IBM and Intel unleash blades

IBM and Intel unleash blades

IBM and Intel have released the design of their blade computer servers to encourage other companies to make components that are compatible with them inside data centres and the telecommunications industry.

The two companies hope that the specifications will help hardware vendors to develop and build BladeCentre compatible networking switches, adapter cards, and appliance and communications blades for enterprise networks.

Blades integrate storage, servers and networking in a single chassis so that customers can manage the server from one single point.

IBM has said that it and Intel will not charge any royalty fees or patent licencing for the release of the designs, which are made up of small components that can be conveniently removed or added.

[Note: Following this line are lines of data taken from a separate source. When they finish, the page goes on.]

pub mod error;
pub mod redb;
pub mod traits;

pub use error::KVError;
pub use redb::RedbStore;
pub use traits::{KVStore, WriteTxn};
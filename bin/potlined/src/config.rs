//! Server configuration.
//!
//! Loaded from a TOML file. A bare context name resolves to
//! `/etc/potline/<name>.toml`; anything containing `/` or `.` is used
//! as a path directly.

use std::path::{Path, PathBuf};

use serde::Deserialize;

#[derive(Debug, Clone, Deserialize)]
pub struct ServerConfig {
    pub storage: StorageConfig,

    /// Listen address. CLI `--listen` overrides it.
    #[serde(default = "default_listen")]
    pub listen: String,
}

#[derive(Debug, Clone, Deserialize)]
pub struct StorageConfig {
    /// Directory holding all persistent data.
    pub data_dir: String,
}

fn default_listen() -> String {
    "0.0.0.0:8080".to_string()
}

impl ServerConfig {
    pub fn resolve_path(name_or_path: &str) -> PathBuf {
        if name_or_path.contains('/') || name_or_path.contains('.') {
            PathBuf::from(name_or_path)
        } else {
            PathBuf::from(format!("/etc/potline/{}.toml", name_or_path))
        }
    }

    pub fn load(path: &Path) -> anyhow::Result<Self> {
        let raw = std::fs::read_to_string(path)
            .map_err(|e| anyhow::anyhow!("cannot read config {}: {}", path.display(), e))?;
        let config: ServerConfig = toml::from_str(&raw)
            .map_err(|e| anyhow::anyhow!("invalid config {}: {}", path.display(), e))?;
        if config.storage.data_dir.is_empty() {
            anyhow::bail!("storage.data_dir is empty in configuration");
        }
        Ok(config)
    }
}
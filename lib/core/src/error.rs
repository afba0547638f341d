use axum::http::StatusCode;
use axum::response::{IntoResponse, Response};
use thiserror::Error;

// ── Error codes ─────────────────────────────────────────────────────
//
// Stable, machine-readable identifiers. Clients match on these —
// never on the human-readable message string.

/// Stable error code constants.
///
/// Clients should match on `code` from `{"code": "NOT_FOUND", "message": "..."}`.
/// Codes never change; messages may be reworded.
pub mod error_code {
    pub const NOT_FOUND: &str = "NOT_FOUND";
    pub const ALREADY_EXISTS: &str = "ALREADY_EXISTS";
    pub const VALIDATION_FAILED: &str = "VALIDATION_FAILED";
    pub const UNAUTHENTICATED: &str = "UNAUTHENTICATED";
    pub const PERMISSION_DENIED: &str = "PERMISSION_DENIED";
    pub const CONFLICT: &str = "CONFLICT";
    pub const INTERNAL: &str = "INTERNAL";
    pub const STORAGE_ERROR: &str = "STORAGE_ERROR";
}

// ── ServiceError ────────────────────────────────────────────────────

/// Unified service error type used across all modules.
///
/// Each variant maps to a stable error code (see [`error_code`]) and an
/// HTTP status code. The JSON response always includes both:
///
/// ```json
/// {"code": "CONFLICT", "message": "dump of 80 exceeds quantity 60"}
/// ```
#[derive(Error, Debug)]
pub enum ServiceError {
    /// Resource does not exist. HTTP 404.
    #[error("{0}")]
    NotFound(String),

    /// Duplicate key, insufficient quantity, or state conflict. HTTP 409.
    #[error("{0}")]
    Conflict(String),

    /// Input data is invalid or out of range. HTTP 422.
    #[error("{0}")]
    Validation(String),

    /// Missing or invalid tenant identity. HTTP 401.
    #[error("{0}")]
    Unauthorized(String),

    /// Identified but operating on another tenant's data. HTTP 403.
    #[error("{0}")]
    PermissionDenied(String),

    /// Storage backend failure. Transaction aborted, safe to retry. HTTP 500.
    #[error("{0}")]
    Storage(String),

    /// Unexpected internal error. HTTP 500.
    #[error("{0}")]
    Internal(String),
}

impl ServiceError {
    /// Stable, machine-readable error code.
    pub fn error_code(&self) -> &'static str {
        match self {
            ServiceError::NotFound(_) => error_code::NOT_FOUND,
            ServiceError::Conflict(_) => error_code::CONFLICT,
            ServiceError::Validation(_) => error_code::VALIDATION_FAILED,
            ServiceError::Unauthorized(_) => error_code::UNAUTHENTICATED,
            ServiceError::PermissionDenied(_) => error_code::PERMISSION_DENIED,
            ServiceError::Storage(_) => error_code::STORAGE_ERROR,
            ServiceError::Internal(_) => error_code::INTERNAL,
        }
    }

    /// HTTP status code for this error.
    pub fn status_code(&self) -> StatusCode {
        match self {
            ServiceError::NotFound(_) => StatusCode::NOT_FOUND,
            ServiceError::Conflict(_) => StatusCode::CONFLICT,
            ServiceError::Validation(_) => StatusCode::UNPROCESSABLE_ENTITY,
            ServiceError::Unauthorized(_) => StatusCode::UNAUTHORIZED,
            ServiceError::PermissionDenied(_) => StatusCode::FORBIDDEN,
            ServiceError::Storage(_) => StatusCode::INTERNAL_SERVER_ERROR,
            ServiceError::Internal(_) => StatusCode::INTERNAL_SERVER_ERROR,
        }
    }
}

impl IntoResponse for ServiceError {
    fn into_response(self) -> Response {
        let status = self.status_code();
        let body = serde_json::json!({
            "code": self.error_code(),
            "message": self.to_string(),
        });
        (status, axum::Json(body)).into_response()
    }
}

Technical support will be provided to assist with product development, which includes design guidelines. IBM and Intel hope that eventually BladeCentre based deployments will integrate seamlessly into the IT infrastructure of enterprise customers.

In addition, telecommunications vendors can now get hold of the specification for IBM's eServer BladeCentreT, designed for dense, computer-intensive server platforms, which enables a common infrastructure between a carrier's enterprise and IT infrastructure.

Blade servers compete with popular rack servers but are seen as space saving and easier to use than bigger systems.

IBM has been gaining a market share in this area since it introduced its blade servers in November 2002.

Blade server sonly accounted for three percent of all server computers sold in 2003, but IDC expects them to achieve 29 percent of total servers sold by 2008.